Tuesday, October 12, 2010 - 4:30pm to 6:00pm
Room 203, Henry R. Luce Hall See map
34 Hillhouse Avenue
New Haven, CT 6511

Medicalization of suicide in Japan progressed rapidly in the late nineteenth and early twentieth century. The inclusion of suicide into the repertoire of psychiatrists was almost simultaneous with the establishment of Western-style psychiatry in Japanese academia. Although the narrative of medicalization of suicide as a quest of modernity certainly applied to the Japanese case, Japanese attempts to medicalize suicide had an almost diametrically opposite dimension. On the one hand, they characterized suicide as an act prompted by certain pathology of the body and/or the mind.
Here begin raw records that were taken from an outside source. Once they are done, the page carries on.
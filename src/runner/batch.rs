//! Batch execution: many independent runs, bounded by the worker count.

use std::collections::BTreeMap;
use std::sync::Arc;

use serde::Serialize;
use tokio::sync::Semaphore;
use tracing::{info, warn};

use super::config::BenchmarkConfig;
use super::dataset::BenchmarkCase;
use super::session::{RunSession, SessionOutcome};
use super::source::{EventSource, RunRequest};
use crate::capture::ContextExtractor;
use crate::error::ExportError;
use crate::evaluation::{EvaluationInput, EvaluationOutcome, EvaluationSuite};
use crate::export::{BatchLayout, ResultFormatter, ResultRow, RowInput};

/// Everything produced for one question.
#[derive(Debug, Clone)]
pub struct CaseResult {
    /// 1-based dataset index.
    pub index: usize,
    pub case: BenchmarkCase,
    pub session: SessionOutcome,
    pub evaluation: EvaluationOutcome,
}

/// Aggregate numbers for a finished batch.
#[derive(Debug, Clone, Default, PartialEq, Serialize)]
pub struct BatchSummary {
    pub total: usize,
    pub completed: usize,
    pub errored: usize,
    pub average_response_time_s: Option<f64>,
    /// Mean completeness on a 0-5 scale, over scored runs.
    pub average_completeness: Option<f64>,
    pub relevancy_distribution: BTreeMap<String, usize>,
}

impl BatchSummary {
    pub fn from_results(results: &[CaseResult]) -> Self {
        let total = results.len();
        let errored = results.iter().filter(|r| !r.session.is_success()).count();

        let average_response_time_s = mean(results.iter().map(|r| r.session.response_time_s));
        let average_completeness = mean(
            results
                .iter()
                .filter_map(|r| r.evaluation.scores.as_ref())
                .filter_map(|s| s.completeness.score),
        );

        let mut relevancy_distribution = BTreeMap::new();
        for rating in results
            .iter()
            .filter_map(|r| r.evaluation.scores.as_ref())
            .filter_map(|s| s.relevancy_rating.as_deref())
            .filter(|r| !r.is_empty())
        {
            *relevancy_distribution.entry(rating.to_string()).or_insert(0) += 1;
        }

        Self {
            total,
            completed: total - errored,
            errored,
            average_response_time_s,
            average_completeness,
            relevancy_distribution,
        }
    }

    /// Logs the summary at info level.
    pub fn log(&self) {
        info!(
            total = self.total,
            completed = self.completed,
            errored = self.errored,
            "Benchmark summary"
        );
        if let Some(avg) = self.average_response_time_s {
            info!("Average response time: {avg:.2}s");
        }
        if let Some(avg) = self.average_completeness {
            info!("Average completeness: {avg:.2}/5");
        }
        if !self.relevancy_distribution.is_empty() {
            info!(distribution = ?self.relevancy_distribution, "auto_rr distribution");
        }
    }
}

fn mean(values: impl Iterator<Item = f64>) -> Option<f64> {
    let (sum, count) = values.fold((0.0, 0usize), |(s, c), v| (s + v, c + 1));
    (count > 0).then(|| sum / count as f64)
}

/// The rows and per-question results of a batch.
#[derive(Debug, Clone)]
pub struct BatchReport {
    pub layout: BatchLayout,
    pub rows: Vec<ResultRow>,
    pub results: Vec<CaseResult>,
    pub summary: BatchSummary,
}

/// Runs a list of benchmark cases against an event source.
pub struct BatchRunner {
    config: BenchmarkConfig,
    suite: EvaluationSuite,
}

impl BatchRunner {
    pub fn new(config: BenchmarkConfig) -> Self {
        Self {
            config,
            suite: EvaluationSuite::new(),
        }
    }

    pub fn with_suite(mut self, suite: EvaluationSuite) -> Self {
        self.suite = suite;
        self
    }

    pub fn config(&self) -> &BenchmarkConfig {
        &self.config
    }

    /// Runs every case and formats one row per case, in input order.
    ///
    /// Run failures never drop a row; only export errors are returned.
    pub async fn run(
        &self,
        source: &dyn EventSource,
        cases: Vec<(usize, BenchmarkCase)>,
    ) -> Result<BatchReport, ExportError> {
        let workers = self.config.workers.max(1);
        info!(
            cases = cases.len(),
            workers,
            timeout = self.config.agent_timeout,
            "Starting benchmark batch"
        );

        let session = RunSession::new(self.config.timeout())
            .with_extractor(ContextExtractor::new().with_max_generic_chars(self.config.max_context_chars));
        let semaphore = Arc::new(Semaphore::new(workers));

        let mut runs = Vec::with_capacity(cases.len());
        for (index, case) in cases {
            let sem = semaphore.clone();
            let session = &session;
            runs.push(async move {
                let _permit = sem.acquire().await.ok();
                self.run_case(session, source, index, case).await
            });
        }
        let results = futures::future::join_all(runs).await;

        let report = self.build_report(results)?;
        report.summary.log();
        Ok(report)
    }

    async fn run_case(
        &self,
        session: &RunSession,
        source: &dyn EventSource,
        index: usize,
        case: BenchmarkCase,
    ) -> CaseResult {
        let request = RunRequest::new(index, case.question.clone()).with_transcript(case.transcript.clone());
        let outcome = session.run(source, &request).await;

        let evaluation = if self.suite.is_empty() {
            EvaluationOutcome::default()
        } else {
            let input = EvaluationInput::from_record(
                index,
                &case.question,
                &case.expected_answer,
                case.requires_visualization,
                &outcome.record,
                self.config.max_context_chars,
            )
            .with_model(self.config.evaluation_model.as_str());
            let evaluation = self.suite.evaluate(&input).await;
            if !evaluation.errors.is_empty() {
                warn!(index, errors = %evaluation.error_text(), "Evaluation finished with errors");
            }
            evaluation
        };

        CaseResult {
            index,
            case,
            session: outcome,
            evaluation,
        }
    }

    /// Sizes the layout over the whole batch and formats the rows.
    pub fn build_report(&self, results: Vec<CaseResult>) -> Result<BatchReport, ExportError> {
        let layout = BatchLayout::for_records(
            results.iter().map(|r| &r.session.record),
            self.config.manual_review_auto_eval,
        );
        let formatter = ResultFormatter::new(layout.clone())
            .with_max_tool_output_bytes(self.config.max_tool_output_bytes)
            .with_max_context_chars(self.config.max_context_chars);

        let rows = results
            .iter()
            .map(|result| {
                let evaluation_error = result.evaluation.error_text();
                let input = RowInput {
                    index: result.index,
                    question: &result.case.question,
                    expected_answer: &result.case.expected_answer,
                    response_time_s: result.session.response_time_s,
                    scores: result.evaluation.scores.as_ref(),
                    evaluation_error: Some(evaluation_error.as_str()).filter(|e| !e.is_empty()),
                    agent_error: result.session.agent_error.as_deref(),
                };
                formatter.format(&input, &result.session.record)
            })
            .collect::<Result<Vec<_>, _>>()?;

        let summary = BatchSummary::from_results(&results);
        Ok(BatchReport {
            layout,
            rows,
            results,
            summary,
        })
    }
}

#[cfg(test)]
mod tests {
    use super::*;
    use crate::capture::RawEvent;
    use crate::error::{EvaluationError, RunError};
    use crate::evaluation::{EvaluationScores, Evaluator, MetricScore};
    use crate::runner::source::EventStream;
    use async_trait::async_trait;
    use serde_json::json;
    use std::path::PathBuf;
    use std::sync::atomic::{AtomicUsize, Ordering};
    use std::time::Duration;

    /// Emits one tool completion per unit of question index, then answers
    /// with the index.
    struct CountingSource {
        active: AtomicUsize,
        peak: AtomicUsize,
    }

    impl CountingSource {
        fn new() -> Self {
            Self {
                active: AtomicUsize::new(0),
                peak: AtomicUsize::new(0),
            }
        }
    }

    #[async_trait]
    impl EventSource for CountingSource {
        async fn stream_run(&self, request: &RunRequest) -> Result<EventStream, RunError> {
            let now = self.active.fetch_add(1, Ordering::SeqCst) + 1;
            self.peak.fetch_max(now, Ordering::SeqCst);
            tokio::time::sleep(Duration::from_millis(20)).await;
            self.active.fetch_sub(1, Ordering::SeqCst);

            let mut events = Vec::new();
            for n in 0..request.index {
                events.push(Ok(RawEvent::new("agent_thinking_step").with_metadata(
                    "tool_info",
                    json!({"id": format!("t{n}"), "name": "search", "output": "hit", "execution_time": 0.1}),
                )));
            }
            if request.question == "fail" {
                events.push(Err(RunError::Transport("dropped".to_string())));
            }
            events.push(Ok(RawEvent::new("final_response").with_content(format!("answer {}", request.index))));
            Ok(Box::pin(futures::stream::iter(events)))
        }
    }

    struct FixedScores;

    #[async_trait]
    impl Evaluator for FixedScores {
        fn name(&self) -> &str {
            "fixed"
        }

        async fn evaluate(&self, input: &EvaluationInput) -> Result<EvaluationScores, EvaluationError> {
            if input.index == 2 {
                return Err(EvaluationError::Failed {
                    name: "fixed".to_string(),
                    message: "no score".to_string(),
                });
            }
            Ok(EvaluationScores {
                completeness: MetricScore::new(4.0, "ok"),
                relevancy_rating: Some("good".to_string()),
                ..Default::default()
            })
        }
    }

    /// Reports the model it was given as the completeness explanation.
    struct ModelEcho;

    #[async_trait]
    impl Evaluator for ModelEcho {
        fn name(&self) -> &str {
            "model-echo"
        }

        async fn evaluate(&self, input: &EvaluationInput) -> Result<EvaluationScores, EvaluationError> {
            Ok(EvaluationScores {
                completeness: MetricScore::new(3.0, input.model.clone()),
                ..Default::default()
            })
        }
    }

    fn case(question: &str) -> BenchmarkCase {
        BenchmarkCase {
            question: question.to_string(),
            expected_answer: "x".to_string(),
            requires_visualization: false,
            transcript: PathBuf::from("unused.jsonl"),
        }
    }

    #[tokio::test]
    async fn test_batch_preserves_order_and_bounds_workers() {
        let source = CountingSource::new();
        let runner = BatchRunner::new(BenchmarkConfig::new().with_workers(2));
        let cases = vec![(1, case("a")), (2, case("b")), (3, case("c")), (4, case("d"))];

        let report = runner.run(&source, cases).await.expect("batch should format");

        assert!(source.peak.load(Ordering::SeqCst) <= 2);
        assert_eq!(report.layout.max_tools(), 4);
        let indices: Vec<_> = report.rows.iter().filter_map(|r| r.get("Index")).collect();
        assert_eq!(indices, vec!["1", "2", "3", "4"]);
        assert_eq!(report.rows[2].get("Answer"), Some("answer 3"));
        assert!(report.rows.iter().all(|r| r.columns().count() == report.layout.columns().len()));
    }

    #[tokio::test]
    async fn test_failed_run_still_produces_row() {
        let source = CountingSource::new();
        let runner = BatchRunner::new(BenchmarkConfig::new());
        let report = runner
            .run(&source, vec![(1, case("ok")), (2, case("fail"))])
            .await
            .expect("batch should format");

        assert_eq!(report.rows.len(), 2);
        assert_eq!(report.summary.total, 2);
        assert_eq!(report.summary.errored, 1);
        assert_eq!(report.summary.completed, 1);
        let agent_error = report.rows[1].get("agent_error").unwrap_or_default();
        assert!(agent_error.starts_with("RunTransportError: Transport error: dropped"));
        assert_eq!(report.rows[0].get("agent_error"), Some(""));
    }

    #[tokio::test]
    async fn test_evaluation_scores_and_summary() {
        let source = CountingSource::new();
        let suite = EvaluationSuite::new().with_evaluator(Arc::new(FixedScores));
        let runner = BatchRunner::new(BenchmarkConfig::new().with_workers(3)).with_suite(suite);
        let report = runner
            .run(&source, vec![(1, case("a")), (2, case("b")), (3, case("c"))])
            .await
            .expect("batch should format");

        assert_eq!(report.rows[0].get("geval_completeness"), Some("4"));
        assert_eq!(report.rows[0].get("auto_rr"), Some("good"));
        assert_eq!(
            report.rows[1].get("evaluation_error"),
            Some("Evaluator 'fixed' failed: no score")
        );
        assert_eq!(report.summary.average_completeness, Some(4.0));
        assert_eq!(report.summary.relevancy_distribution.get("good"), Some(&2));
        assert!(report.summary.average_response_time_s.is_some());
    }

    #[tokio::test]
    async fn test_evaluators_receive_configured_model() {
        let source = CountingSource::new();
        let suite = EvaluationSuite::new().with_evaluator(Arc::new(ModelEcho));
        let config = BenchmarkConfig::new().with_evaluation_model("judge-large");
        let report = BatchRunner::new(config)
            .with_suite(suite)
            .run(&source, vec![(1, case("a"))])
            .await
            .expect("batch should format");

        assert_eq!(report.rows[0].get("geval_completeness_explanation"), Some("judge-large"));
        let scores = report.results[0].evaluation.scores.as_ref().expect("scored");
        assert_eq!(scores.completeness.explanation, "judge-large");
    }

    #[test]
    fn test_summary_of_empty_batch() {
        let summary = BatchSummary::from_results(&[]);
        assert_eq!(summary.total, 0);
        assert!(summary.average_response_time_s.is_none());
        assert!(summary.average_completeness.is_none());
    }
}
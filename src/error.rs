//! Error types for qna-bench operations.
//!
//! Defines error types for every subsystem of the capture pipeline:
//! - Event classification and tool-output decoding (recovered locally)
//! - Agent run failures (timeouts, transport errors)
//! - Result export (the only class allowed to propagate)
//! - Configuration and evaluation

use std::time::Duration;

use thiserror::Error;

/// Errors raised while interpreting a raw event.
///
/// These never leave the classifier: they are rendered into the
/// `Unrecognized` bucket so the event can still be audited.
#[derive(Debug, Clone, Error, PartialEq)]
pub enum ClassificationError {
    #[error("metadata.tool_info is not an object")]
    ToolInfoNotObject,

    #[error("tool_info.tool_calls is not a list")]
    ToolCallsNotList,

    #[error("malformed tool call at index {index}: {reason}")]
    MalformedToolCall { index: usize, reason: String },

    #[error("malformed tool completion: {0}")]
    MalformedCompletion(String),

    #[error("metadata.references is not a list")]
    ReferencesNotList,

    #[error("artifacts is not a list of objects")]
    MalformedArtifacts,

    #[error("no handler for event kind '{0}'")]
    UnhandledKind(String),
}

/// Errors raised while decoding a tool output into context items.
///
/// Extraction is best-effort: callers log these at debug level and move on.
#[derive(Debug, Clone, Error, PartialEq)]
pub enum ContextDecodeError {
    #[error("tool output is empty")]
    Empty,

    #[error("no decoder accepted the tool output: {0}")]
    Undecodable(String),

    #[error("decoded output has unexpected shape: expected {expected}")]
    UnexpectedShape { expected: &'static str },
}

/// Positioned error from the permissive literal decoder.
#[derive(Debug, Clone, Error, PartialEq)]
#[error("literal parse error at byte {position}: {message}")]
pub struct LiteralError {
    pub position: usize,
    pub message: String,
}

impl LiteralError {
    pub fn new(position: usize, message: impl Into<String>) -> Self {
        Self {
            position,
            message: message.into(),
        }
    }
}

/// Errors that end an agent run early.
///
/// The run session catches these at the consumption boundary and still
/// finalizes the recorder, so partial data is always surfaced.
#[derive(Debug, Clone, Error, PartialEq)]
pub enum RunError {
    #[error("Agent run timed out after {} seconds", .0.as_secs_f64())]
    Timeout(Duration),

    #[error("Transport error: {0}")]
    Transport(String),

    #[error("Event source error: {0}")]
    Source(String),
}

impl RunError {
    /// Coarse category used in error details and reports.
    pub fn error_type(&self) -> &'static str {
        let message = self.to_string().to_lowercase();
        if matches!(self, RunError::Timeout(_))
            || message.contains("timeout")
            || message.contains("timed out")
        {
            "TIMEOUT"
        } else {
            "SDK_ERROR"
        }
    }

    /// Stable class name, analogous to an exception class name.
    pub fn class_name(&self) -> &'static str {
        match self {
            RunError::Timeout(_) => "RunTimeoutError",
            RunError::Transport(_) => "RunTransportError",
            RunError::Source(_) => "RunSourceError",
        }
    }
}

/// Errors that can occur during export operations.
#[derive(Debug, Error)]
pub enum ExportError {
    #[error("Row {index} has {tools} tool executions but the batch layout allows {max_tools}")]
    LayoutMismatch {
        index: usize,
        tools: usize,
        max_tools: usize,
    },

    #[error("Column '{0}' is not part of the batch layout")]
    UnknownColumn(String),

    #[error("No rows to export")]
    NoRows,

    #[error("IO error: {0}")]
    Io(#[from] std::io::Error),

    #[error("JSON error: {0}")]
    Json(#[from] serde_json::Error),

    #[error("CSV error: {0}")]
    Csv(#[from] csv::Error),
}

/// Errors that can occur while loading or validating configuration.
#[derive(Debug, Error)]
pub enum ConfigError {
    #[error("Invalid value for {key}: {message}")]
    InvalidValue { key: String, message: String },

    #[error("Failed to read config file '{path}': {source}")]
    Read {
        path: String,
        #[source]
        source: std::io::Error,
    },

    #[error("YAML parsing error: {0}")]
    Yaml(#[from] serde_yaml::Error),
}

/// Errors reported by evaluators.
#[derive(Debug, Clone, Error, PartialEq)]
pub enum EvaluationError {
    #[error("Evaluator '{name}' failed: {message}")]
    Failed { name: String, message: String },
}

/// Errors that can occur while loading a benchmark dataset.
#[derive(Debug, Error)]
pub enum DatasetError {
    #[error("Failed to read dataset '{path}': {source}")]
    Read {
        path: String,
        #[source]
        source: std::io::Error,
    },

    #[error("Invalid dataset entry on line {line}: {message}")]
    InvalidEntry { line: usize, message: String },

    #[error("YAML parsing error: {0}")]
    Yaml(#[from] serde_yaml::Error),

    #[error("Dataset is empty")]
    Empty,
}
At the same time, they drew upon history of suicide when they characterized the act as an expression of what they regarded as uniquely Japanese virtues. In this presentation, I will argue that nationalist and internationalist aspects thus co-existed within the Japanese medicalization of suicide in early twentieth century, which exhibited curious mixture of traditionalist and progressive attitudes to the act of self-killing.